On October 31st, 2017, a post titled “Bread Crumbs – Q Clearance Patriot” was submitted to 4chan’s /pol/ board, which contained a list similar rhetorical questions regarding various issues in United States politics (shown below).
On November 1st, 2017, a screenshot of the “Bread Crumbs” post was submitted to the /r/conspiracysubreddit, where it gathered upwards of 600 points (86% upvoted) and 520 comments over the next two months. That day, YouTuber The Outer Light uploaded a video about the 4chan post. In the coming days, additional posts by the user were submitted on 4chan’s /pol/ board with the title “Calm Before the Storm.” Some believe this to be a reference to a cryptic statement made by United States President Donald Trump, who, on October 5th, 2017, without explanation, told reporters that they were witnessing the “calm before the storm,” while posing for a photograph with a group of military commanders (shown below, right). The reference being that “the storm” is a Trump-led campaign to arrest top Democrats for allegedly being involved in a satanic child-sex-trafficking ring.
On November 6th, The Outer Light YouTube channel uploaded a video regarding a Donald Trump tweet containing three plus signs, with some speculating that the tweet was predicted by a Q post. The video has since been removed. The following day, a thread about the post was submitted to /r/conspiracy.
On November 20th, 2017, a PDF titled “The Book of Q” was released on Google Drive, which contains a collection of various Qanon posts. That day, YouTuber Steve Motley uploaded a video titled “QAnon Leaker Says Trump/Navy/Marine Corps/NSA Taking Down Globalist Deep State!” (shown below, left).

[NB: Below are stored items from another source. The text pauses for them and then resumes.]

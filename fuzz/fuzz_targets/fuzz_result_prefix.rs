#![no_main]

use bytes::BytesMut;
use libfuzzer_sys::fuzz_target;
use request_broker::core::codec::ResultPrefixCodec;
use tokio_util::codec::Decoder;

fuzz_target!(|data: &[u8]| {
    let mut buf = BytesMut::from(data);
    let _ = ResultPrefixCodec.decode(&mut buf);
});
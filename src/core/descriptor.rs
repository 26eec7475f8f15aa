//! Request descriptors as sent by callers.

use crate::error::BrokerError;
use serde::{Deserialize, Serialize};
use std::collections::BTreeMap;
use std::fmt;
use std::str::FromStr;

/// A single ordered query parameter
#[derive(Debug, Clone, PartialEq, Eq, Serialize, Deserialize)]
pub struct QueryParam {
    pub key: String,
    pub value: String,
}

impl QueryParam {
    pub fn new(key: impl Into<String>, value: impl Into<String>) -> Self {
        Self {
            key: key.into(),
            value: value.into(),
        }
    }
}

/// What a caller asks the broker to do.
///
/// The method travels as a plain string so that descriptors naming an unknown
/// method still decode; they are refused when the outbound request is built.
#[derive(Debug, Clone, PartialEq, Eq, Serialize, Deserialize)]
pub struct RequestDescriptor {
    /// Account the request is performed as
    pub account_id: String,
    /// HTTP or WebDAV method name, e.g. `GET` or `PROPFIND`
    pub method: String,
    /// Path below the account's base URI, must start with `/`
    pub url: String,
    /// Ordered query parameters; wins over `legacy_params` when non-empty
    pub query_params: Option<Vec<QueryParam>>,
    /// Unordered query parameters kept for older callers
    pub legacy_params: BTreeMap<String, String>,
    /// Header name to values; multiple values are joined with `,`
    pub headers: BTreeMap<String, Vec<String>>,
    /// Optional textual request body
    pub body_text: Option<String>,
    /// Token issued to the caller when it was paired with the account
    pub token: String,
    /// Whether the upstream request follows redirects
    pub follow_redirects: bool,
}

impl RequestDescriptor {
    pub fn new(
        account_id: impl Into<String>,
        method: impl Into<String>,
        url: impl Into<String>,
        token: impl Into<String>,
    ) -> Self {
        Self {
            account_id: account_id.into(),
            method: method.into(),
            url: url.into(),
            query_params: None,
            legacy_params: BTreeMap::new(),
            headers: BTreeMap::new(),
            body_text: None,
            token: token.into(),
            follow_redirects: true,
        }
    }

    /// Append a value to a header
    pub fn with_header(mut self, name: impl Into<String>, value: impl Into<String>) -> Self {
        self.headers
            .entry(name.into())
            .or_default()
            .push(value.into());
        self
    }

    /// Append an ordered query parameter
    pub fn with_query(mut self, key: impl Into<String>, value: impl Into<String>) -> Self {
        self.query_params
            .get_or_insert_with(Vec::new)
            .push(QueryParam::new(key, value));
        self
    }

    /// Set a legacy (unordered) query parameter
    pub fn with_legacy_param(mut self, key: impl Into<String>, value: impl Into<String>) -> Self {
        self.legacy_params.insert(key.into(), value.into());
        self
    }

    pub fn with_body_text(mut self, body: impl Into<String>) -> Self {
        self.body_text = Some(body.into());
        self
    }

    pub fn with_follow_redirects(mut self, follow: bool) -> Self {
        self.follow_redirects = follow;
        self
    }
}

/// Methods the broker knows how to perform
#[derive(Debug, Clone, Copy, PartialEq, Eq, Hash)]
pub enum Method {
    Get,
    Post,
    Put,
    Patch,
    Delete,
    Propfind,
    Mkcol,
    Head,
}

impl Method {
    pub fn as_str(self) -> &'static str {
        match self {
            Method::Get => "GET",
            Method::Post => "POST",
            Method::Put => "PUT",
            Method::Patch => "PATCH",
            Method::Delete => "DELETE",
            Method::Propfind => "PROPFIND",
            Method::Mkcol => "MKCOL",
            Method::Head => "HEAD",
        }
    }

    /// Whether a request body may be attached for this method
    pub fn accepts_body(self) -> bool {
        matches!(
            self,
            Method::Post | Method::Put | Method::Patch | Method::Propfind
        )
    }
}

impl FromStr for Method {
    type Err = BrokerError;

    fn from_str(s: &str) -> Result<Self, Self::Err> {
        match s {
            "GET" => Ok(Method::Get),
            "POST" => Ok(Method::Post),
            "PUT" => Ok(Method::Put),
            "PATCH" => Ok(Method::Patch),
            "DELETE" => Ok(Method::Delete),
            "PROPFIND" => Ok(Method::Propfind),
            "MKCOL" => Ok(Method::Mkcol),
            "HEAD" => Ok(Method::Head),
            other => Err(BrokerError::UnsupportedMethod(other.to_string())),
        }
    }
}

impl fmt::Display for Method {
    fn fmt(&self, f: &mut fmt::Formatter<'_>) -> fmt::Result {
        f.write_str(self.as_str())
    }
}
use axum::{
    Json,
    http::{HeaderMap, HeaderValue, StatusCode},
    response::{IntoResponse, Response},
};
use thiserror::Error;

use super::STATUS_HEADER;
use crate::scoring::ScoringError;

#[derive(Debug, Error)]
pub enum GatewayError {
    #[error("invalid request: {0}")]
    InvalidRequest(String),

    #[error("scoring failed: {0}")]
    ScoringFailed(#[from] ScoringError),

    #[error("internal error: {0}")]
    InternalError(String),
}

impl From<tokio::task::JoinError> for GatewayError {
    fn from(err: tokio::task::JoinError) -> Self {
        GatewayError::InternalError(format!("blocking task failed: {err}"))
    }
}

#[derive(serde::Serialize)]
pub struct ErrorResponse {
    pub error: String,
    pub code: u16,
}

impl GatewayError {
    fn classify(&self) -> (StatusCode, &'static str) {
        match self {
            GatewayError::InvalidRequest(_) => (StatusCode::BAD_REQUEST, "invalid_request"),
            GatewayError::ScoringFailed(ScoringError::Embedding(e))
                if e.is_initialization_failure() =>
            {
                (StatusCode::SERVICE_UNAVAILABLE, "model_unavailable")
            }
            GatewayError::ScoringFailed(ScoringError::InvalidThreshold(_)) => {
                (StatusCode::BAD_REQUEST, "invalid_threshold")
            }
            GatewayError::ScoringFailed(_) => (StatusCode::INTERNAL_SERVER_ERROR, "scoring_error"),
            GatewayError::InternalError(_) => (StatusCode::INTERNAL_SERVER_ERROR, "internal_error"),
        }
    }
}

impl IntoResponse for GatewayError {
    fn into_response(self) -> Response {
        let (status, label) = self.classify();

        if status.is_server_error() {
            tracing::error!(error = %self, status = status.as_u16(), "Request failed");
        }

        let mut headers = HeaderMap::new();
        headers.insert(STATUS_HEADER, HeaderValue::from_static(label));

        let body = Json(ErrorResponse {
            error: self.to_string(),
            code: status.as_u16(),
        });

        (status, headers, body).into_response()
    }
}
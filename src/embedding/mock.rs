//! In-memory embedder for tests (enabled by `cfg(test)` or the `mock` feature).

use std::collections::HashMap;
use std::sync::atomic::{AtomicUsize, Ordering};

use parking_lot::Mutex;

use super::error::EmbeddingError;
use super::provider::Embedder;

/// Returns preset vectors per exact text and counts every call.
///
/// Unknown texts map to the fallback vector (all zeros unless overridden), which scores 0.0
/// against everything.
#[derive(Debug)]
pub struct MockEmbedder {
    dim: usize,
    vectors: HashMap<String, Vec<f32>>,
    fallback: Vec<f32>,
    failing: Option<String>,
    calls: AtomicUsize,
    seen: Mutex<Vec<String>>,
}

impl MockEmbedder {
    pub fn new(dim: usize) -> Self {
        Self {
            dim,
            vectors: HashMap::new(),
            fallback: vec![0.0; dim],
            failing: None,
            calls: AtomicUsize::new(0),
            seen: Mutex::new(Vec::new()),
        }
    }

    /// Maps `text` to `vector` (the vector must have `dim` entries).
    pub fn with_vector(mut self, text: impl Into<String>, vector: Vec<f32>) -> Self {
        assert_eq!(vector.len(), self.dim, "mock vector has wrong dimension");
        self.vectors.insert(text.into(), vector);
        self
    }

    /// Vector returned for texts without an explicit mapping.
    pub fn with_fallback(mut self, vector: Vec<f32>) -> Self {
        assert_eq!(vector.len(), self.dim, "mock vector has wrong dimension");
        self.fallback = vector;
        self
    }

    /// Makes `embed(text)` return an inference error.
    pub fn failing_on(mut self, text: impl Into<String>) -> Self {
        self.failing = Some(text.into());
        self
    }

    /// Number of `embed` calls so far.
    pub fn calls(&self) -> usize {
        self.calls.load(Ordering::SeqCst)
    }

    /// Texts passed to `embed`, in call order.
    pub fn seen(&self) -> Vec<String> {
        self.seen.lock().clone()
    }
}

impl Embedder for MockEmbedder {
    fn embed(&self, text: &str) -> Result<Vec<f32>, EmbeddingError> {
        self.calls.fetch_add(1, Ordering::SeqCst);
        self.seen.lock().push(text.to_string());

        if self.failing.as_deref() == Some(text) {
            return Err(EmbeddingError::InferenceFailed {
                reason: format!("mock failure for {text:?}"),
            });
        }

        Ok(self
            .vectors
            .get(text)
            .cloned()
            .unwrap_or_else(|| self.fallback.clone()))
    }

    fn embedding_dim(&self) -> usize {
        self.dim
    }
}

On December 4th, 2017, YouTuber UniRock uploaded a video titled “A Qanon Post Leads to Strange Findings,” discussing a post by Q submitted to 8chan (video deleted).
On December 19th, New York magazine posted an explainer on the conspiracy theory. In the post, they described the conspiracy theory as similar to Pizzagate, asserting that Trump was never involved with Russia, not under investigation for collusion with Russia, but rather it was President Barack Obama and former Secretary of State Hillary Clinton who were working with Russian President Vladimir Putin. In this conspiracy theory, much like Pizzagate, “the democrats are Satan worshipper running a global sex trafficking ring” that Trump is attempting to takedown.
Rosanne Barr Tweet
On November 17th, 2017, actor and comedian Rosanne Barr tweeted two references to the Qanon conspiracy theory. First, she tweeted, “who is Q?” She followed this several minutes later by tweeting, “tell Qanon to DM me in the nexxt 24 hours.” The tweets (shown below) were later deleted.
Several months later, on March 30th, 2018, Barr tweeted, “President Trump has freed so many children held in bondage to pimps all over this world. Hundreds each month. He has broken up trafficking rings in high places everywhere. notice that. I disagree on some things, but give him benefit of doubt-4 now.” Before being deleted, the tweet (shown below) amassed as many as 4,000 retweets and 12,000 likes.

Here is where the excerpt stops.